“Name?” Meredith Skinner asks me as I approach the check-in desk. Of course, she would be the one bossing everyone around, still. She wears a placid smile, no recognition in her eyes. She’s probably already dismissed me mentally, reasoning if she doesn’t remember me, I must not have been worth knowing. Not much has changed.
The color drains from her face as she looks down at the basket full of pre-printed name badges, fumbling through them with none of the grace she always pretended to have when we were in school.
“Errr…I don’t…uhhh…see you here…” she stammers, her breaths coming quickly.
“It’s fine.” I pick up one of the blank badges probably reserved for spouses and plus-ones and quickly fill in my name, sticking it to the front of my red dress proudly. “Good to see you, Mer.” I smile at her before entering the ballroom. I think she’s on the verge of hyperventilation.
No one recognizes me at first, but I know them so well. There’s Tommy Frazier, the former jock, standing next to Laura Brooks, well, it’s probably Frazier now too. I read on the alumni website they’d gotten married right after high school. There’s Tiff Stanton and Delia Jones, the party girls, out on the dance floor with guys I’m assuming are their husbands, but with Delia and Tiff, who really knows. In the corner of the room, nursing a drink, is Cat Fiore, my high school bestie, who I hear is some do-gooder type now, running a charity that gets clean drinking water to people in third-world countries. Penance.
I decide I need a drink if I’m really going to do this and head straight to the bar. I haven’t even signaled the bartender yet when greasy Charles Macklin takes a seat next to me. He was a player in high school, always chasing girls. I don’t see a ring on his finger, so he must still be up to his old ways.
“Hello.” He adds 100 L’s. He smells like too much cologne and I wrinkle my nose, stifling a sneeze.
“Are you here with someone? I’m sure I would have remembered you if we were in school together.”
“You don’t remember me, Charlie?” I ask, enjoying his look of confusion.
“Should I?” He motions for the bartender. “I’ll have a beer and she’ll take a…”

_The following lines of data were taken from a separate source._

//! HTTP surface: password endpoints and the OAuth2 handshake

use std::collections::HashMap;
use std::sync::Arc;

use async_trait::async_trait;
use axum::{
    body::Body,
    http::{
        header::{AUTHORIZATION, CONTENT_TYPE, LOCATION},
        Request, StatusCode,
    },
    Router,
};
use base64::{engine::general_purpose::STANDARD, Engine as _};
use serde_json::{json, Value};
use tower::ServiceExt;

use authgate_auth::{config::PasswordConfig, AuthConfig, AuthService};
use authgate_db::MemoryIdentityStore;
use authgate_server::config::{OAuth2ClientConfig, OAuth2Settings};
use authgate_server::oauth2::ClientRegistration;
use authgate_server::{create_test_router, ApiError, ApiResult, AppState, OAuth2Flow, ProviderClient};

/// Answers with a canned user-info document per authorization code
struct FakeProvider {
    users: HashMap<String, Value>,
}

#[async_trait]
impl ProviderClient for FakeProvider {
    async fn fetch_user_info(
        &self,
        _registration: &ClientRegistration,
        code: &str,
        _redirect_uri: &str,
    ) -> ApiResult<Value> {
        self.users
            .get(code)
            .cloned()
            .ok_or_else(|| ApiError::Provider(format!("unknown code {}", code)))
    }
}

fn app() -> Router {
    let mut auth_config = AuthConfig::default();
    auth_config.jwt.secret = STANDARD.encode([9u8; 48]);
    auth_config.password = PasswordConfig {
        memory_cost: 4096,
        time_cost: 1,
        ..Default::default()
    };
    let auth = AuthService::new(Arc::new(MemoryIdentityStore::new()), auth_config).unwrap();

    let mut settings = OAuth2Settings::default();
    for provider in ["github", "google"] {
        settings.clients.insert(
            provider.to_string(),
            OAuth2ClientConfig {
                client_id: format!("{}-client", provider),
                client_secret: "shh".to_string(),
                ..Default::default()
            },
        );
    }

    let users = HashMap::from([
        (
            "octocat-code".to_string(),
            json!({ "id": 583231, "login": "octocat", "email": "octocat@example.com",
                    "avatar_url": "https://avatars.example.com/u/583231" }),
        ),
        (
            "alice-github-code".to_string(),
            json!({ "id": 42, "login": "alice", "email": "alice@example.com" }),
        ),
        (
            "no-email-code".to_string(),
            json!({ "id": 7, "login": "ghost", "email": null }),
        ),
    ]);

    let oauth2 = OAuth2Flow::new(
        &settings,
        "http://auth.test",
        Arc::new(FakeProvider { users }),
    )
    .unwrap();

    create_test_router(Arc::new(AppState::new(Arc::new(auth), Arc::new(oauth2), None)))
}

async fn send(router: &Router, request: Request<Body>) -> (StatusCode, Value) {
    let response = router.clone().oneshot(request).await.unwrap();
    let status = response.status();
    let bytes = axum::body::to_bytes(response.into_body(), usize::MAX)
        .await
        .unwrap();
    let body = if bytes.is_empty() {
        Value::Null
    } else {
        serde_json::from_slice(&bytes).unwrap()
    };
    (status, body)
}

async fn post_json(router: &Router, uri: &str, body: Value) -> (StatusCode, Value) {
    let request = Request::builder()
        .method("POST")
        .uri(uri)
        .header(CONTENT_TYPE, "application/json")
        .body(Body::from(body.to_string()))
        .unwrap();
    send(router, request).await
}

async fn get_me(router: &Router, token: Option<&str>) -> (StatusCode, Value) {
    let mut request = Request::builder().method("GET").uri("/api/auth/me");
    if let Some(token) = token {
        request = request.header(AUTHORIZATION, format!("Bearer {}", token));
    }
    send(router, request.body(Body::empty()).unwrap()).await
}

/// Status and `Location` of a GET that should redirect
async fn follow(router: &Router, uri: &str) -> (StatusCode, String) {
    let request = Request::builder().uri(uri).body(Body::empty()).unwrap();
    let response = router.clone().oneshot(request).await.unwrap();
    let location = response
        .headers()
        .get(LOCATION)
        .map(|v| v.to_str().unwrap().to_string())
        .unwrap_or_default();
    (response.status(), location)
}

fn query_param(url: &str, name: &str) -> Option<String> {
    let (_, query) = url.split_once('?')?;
    query.split('&').find_map(|pair| {
        let (key, value) = pair.split_once('=')?;
        (key == name).then(|| urlencoding::decode(value).unwrap().into_owned())
    })
}

/// Run the handshake for `provider` up to the callback; returns the front-end redirect
async fn provider_login(router: &Router, provider: &str, code: &str) -> String {
    let (status, location) = follow(router, &format!("/oauth2/authorization/{}", provider)).await;
    assert_eq!(status, StatusCode::SEE_OTHER);
    let state = query_param(&location, "state").unwrap();

    let (status, location) = follow(
        router,
        &format!("/login/oauth2/code/{}?code={}&state={}", provider, code, state),
    )
    .await;
    assert_eq!(status, StatusCode::SEE_OTHER);
    location
}

async fn signup(router: &Router, username: &str, email: &str) -> StatusCode {
    post_json(
        router,
        "/api/auth/signup",
        json!({ "username": username, "email": email, "password": "correct horse" }),
    )
    .await
    .0
}

#[tokio::test]
async fn test_signup_signin_and_profile() {
    let router = app();

    let (status, body) = post_json(
        &router,
        "/api/auth/signup",
        json!({ "username": "alice", "email": "alice@example.com", "password": "correct horse" }),
    )
    .await;
    assert_eq!(status, StatusCode::CREATED);
    assert_eq!(body["message"], "User registered successfully");

    let (status, body) = post_json(
        &router,
        "/api/auth/signin",
        json!({ "usernameOrEmail": "alice@example.com", "password": "correct horse" }),
    )
    .await;
    assert_eq!(status, StatusCode::OK);
    assert_eq!(body["token_type"], "Bearer");
    assert_eq!(body["username"], "alice");
    let expires_in = body["expires_in"].as_i64().unwrap();
    assert!((24 * 3600 - 5..=24 * 3600).contains(&expires_in));
    let token = body["access_token"].as_str().unwrap().to_string();

    let (status, body) = get_me(&router, Some(&token)).await;
    assert_eq!(status, StatusCode::OK);
    assert_eq!(body["username"], "alice");
    assert_eq!(body["provider"], "local");
    assert!(body.get("credential_hash").is_none());
}

#[tokio::test]
async fn test_profile_requires_token() {
    let router = app();

    let (status, body) = get_me(&router, None).await;
    assert_eq!(status, StatusCode::UNAUTHORIZED);
    assert_eq!(body["code"], "UNAUTHENTICATED");

    let (status, body) = get_me(&router, Some("not-a-token")).await;
    assert_eq!(status, StatusCode::UNAUTHORIZED);
    assert_eq!(body["code"], "TOKEN_INVALID");
}

#[tokio::test]
async fn test_stale_token_does_not_block_signin() {
    let router = app();
    assert_eq!(signup(&router, "bob", "bob@example.com").await, StatusCode::CREATED);

    let request = Request::builder()
        .method("POST")
        .uri("/api/auth/signin")
        .header(CONTENT_TYPE, "application/json")
        .header(AUTHORIZATION, "Bearer expired.or.garbage")
        .body(Body::from(
            json!({ "username": "bob", "password": "correct horse" }).to_string(),
        ))
        .unwrap();
    let (status, _) = send(&router, request).await;
    assert_eq!(status, StatusCode::OK);
}

#[tokio::test]
async fn test_signin_failures_do_not_reveal_accounts() {
    let router = app();
    assert_eq!(signup(&router, "carol", "carol@example.com").await, StatusCode::CREATED);

    let (status, wrong_password) = post_json(
        &router,
        "/api/auth/signin",
        json!({ "username": "carol", "password": "battery staple" }),
    )
    .await;
    assert_eq!(status, StatusCode::UNAUTHORIZED);

    let (status, unknown) = post_json(
        &router,
        "/api/auth/signin",
        json!({ "username": "nobody", "password": "battery staple" }),
    )
    .await;
    assert_eq!(status, StatusCode::UNAUTHORIZED);
    assert_eq!(wrong_password, unknown);
}

#[tokio::test]
async fn test_signup_conflicts_and_validation() {
    let router = app();
    assert_eq!(signup(&router, "dave", "dave@example.com").await, StatusCode::CREATED);

    let (status, body) = post_json(
        &router,
        "/api/auth/signup",
        json!({ "username": "dave", "email": "other@example.com", "password": "correct horse" }),
    )
    .await;
    assert_eq!(status, StatusCode::CONFLICT);
    assert_eq!(body["code"], "USERNAME_TAKEN");

    let (status, body) = post_json(
        &router,
        "/api/auth/signup",
        json!({ "username": "david", "email": "dave@example.com", "password": "correct horse" }),
    )
    .await;
    assert_eq!(status, StatusCode::CONFLICT);
    assert_eq!(body["code"], "EMAIL_ALREADY_EXISTS");

    let (status, body) = post_json(
        &router,
        "/api/auth/signup",
        json!({ "username": "erin", "email": "not-an-email", "password": "correct horse" }),
    )
    .await;
    assert_eq!(status, StatusCode::BAD_REQUEST);
    assert_eq!(body["code"], "BAD_REQUEST");

    let (status, body) = post_json(
        &router,
        "/api/auth/signup",
        json!({ "username": "erin", "email": "erin@example.com", "password": "short" }),
    )
    .await;
    assert_eq!(status, StatusCode::BAD_REQUEST);
    assert_eq!(body["code"], "WEAK_PASSWORD");
}

#[tokio::test]
async fn test_authorize_redirects_to_provider() {
    let router = app();

    let (status, location) = follow(&router, "/oauth2/authorization/github").await;
    assert_eq!(status, StatusCode::SEE_OTHER);
    assert!(location.starts_with("https://github.com/login/oauth/authorize?"));
    assert_eq!(query_param(&location, "client_id").unwrap(), "github-client");
    assert_eq!(
        query_param(&location, "redirect_uri").unwrap(),
        "http://auth.test/login/oauth2/code/github"
    );
    assert!(query_param(&location, "state").unwrap().len() >= 43);

    let (status, _) = follow(&router, "/oauth2/authorization/myspace").await;
    assert_eq!(status, StatusCode::BAD_REQUEST);
}

#[tokio::test]
async fn test_provider_login_redirects_with_token() {
    let router = app();

    let location = provider_login(&router, "github", "octocat-code").await;
    assert!(location.starts_with("http://localhost:3000/oauth2/redirect?"));
    assert_eq!(query_param(&location, "email").unwrap(), "octocat@example.com");
    assert_eq!(query_param(&location, "name").unwrap(), "octocat");

    let token = query_param(&location, "token").unwrap();
    let (status, body) = get_me(&router, Some(&token)).await;
    assert_eq!(status, StatusCode::OK);
    assert_eq!(body["username"], "octocat");
    assert_eq!(body["provider"], "github");
    assert_eq!(body["avatar_url"], "https://avatars.example.com/u/583231");

    // Second login lands on the same account
    let again = provider_login(&router, "github", "octocat-code").await;
    let token = query_param(&again, "token").unwrap();
    let (_, second) = get_me(&router, Some(&token)).await;
    assert_eq!(second["id"], body["id"]);
}

#[tokio::test]
async fn test_provider_login_for_local_email_is_refused() {
    let router = app();
    assert_eq!(signup(&router, "alice", "alice@example.com").await, StatusCode::CREATED);

    let location = provider_login(&router, "github", "alice-github-code").await;
    assert!(location.starts_with("http://localhost:3000/login?"));
    assert_eq!(
        query_param(&location, "error").unwrap(),
        "Looks like you're signed up with local account. Please use your local account to login."
    );
    assert!(query_param(&location, "token").is_none());
}

#[tokio::test]
async fn test_provider_without_email_is_refused() {
    let router = app();

    let location = provider_login(&router, "github", "no-email-code").await;
    assert_eq!(
        query_param(&location, "error").unwrap(),
        "Email not found from identity provider"
    );
}

#[tokio::test]
async fn test_callback_rejects_unknown_or_reused_state() {
    let router = app();

    let (status, location) =
        follow(&router, "/login/oauth2/code/github?code=octocat-code&state=forged").await;
    assert_eq!(status, StatusCode::SEE_OTHER);
    assert_eq!(
        query_param(&location, "error").unwrap(),
        "Invalid or expired login attempt"
    );

    let (_, authorize) = follow(&router, "/oauth2/authorization/github").await;
    let state = query_param(&authorize, "state").unwrap();
    let callback = format!("/login/oauth2/code/github?code=octocat-code&state={}", state);

    let (_, first) = follow(&router, &callback).await;
    assert!(query_param(&first, "token").is_some());

    let (_, replay) = follow(&router, &callback).await;
    assert!(query_param(&replay, "token").is_none());
    assert!(query_param(&replay, "error").is_some());
}

#[tokio::test]
async fn test_callback_reports_provider_denial() {
    let router = app();

    let (_, authorize) = follow(&router, "/oauth2/authorization/google").await;
    let state = query_param(&authorize, "state").unwrap();

    let (_, location) = follow(
        &router,
        &format!(
            "/login/oauth2/code/google?error=access_denied&error_description=User%20cancelled&state={}",
            state
        ),
    )
    .await;
    assert_eq!(query_param(&location, "error").unwrap(), "User cancelled");
}

#[tokio::test]
async fn test_callback_hides_provider_failures() {
    let router = app();

    let location = provider_login(&router, "github", "expired-code").await;
    assert_eq!(
        query_param(&location, "error").unwrap(),
        "Identity provider error"
    );
}

#[tokio::test]
async fn test_health_and_readiness() {
    let router = app();

    let request = Request::builder().uri("/health").body(Body::empty()).unwrap();
    let (status, body) = send(&router, request).await;
    assert_eq!(status, StatusCode::OK);
    assert_eq!(body["status"], "healthy");

    let request = Request::builder().uri("/ready").body(Body::empty()).unwrap();
    let (status, body) = send(&router, request).await;
    assert_eq!(status, StatusCode::OK);
    assert_eq!(body["store"], "memory");
}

“Martini. Dry. Extra olives.”
He turns back to me proudly as though I should be grateful. It is an open bar.
“So, why don’t I remember you? Were you one of those late-bloomer types? A wallflower?” He chuckles.
“Well, I was a bit shy, but I’m sure you remember me, Charlie. It’s me, Casey.”
I see him mentally scrolling through a list of all the Caseys he knows, having already decided I couldn’t be THAT Casey.
The bartender returns with our drinks but he doesn’t notice. He mumbles some excuse about needing to talk to someone and rushes away, nearly knocking over a stool in his wake. I notice he makes a beeline for Cat, whose eyes widen in surprise as he whispers in her ear urgently.
Of course they’re all shocked and running scared. These people all thought I was lost forever, which is to be expected, since they left me for dead.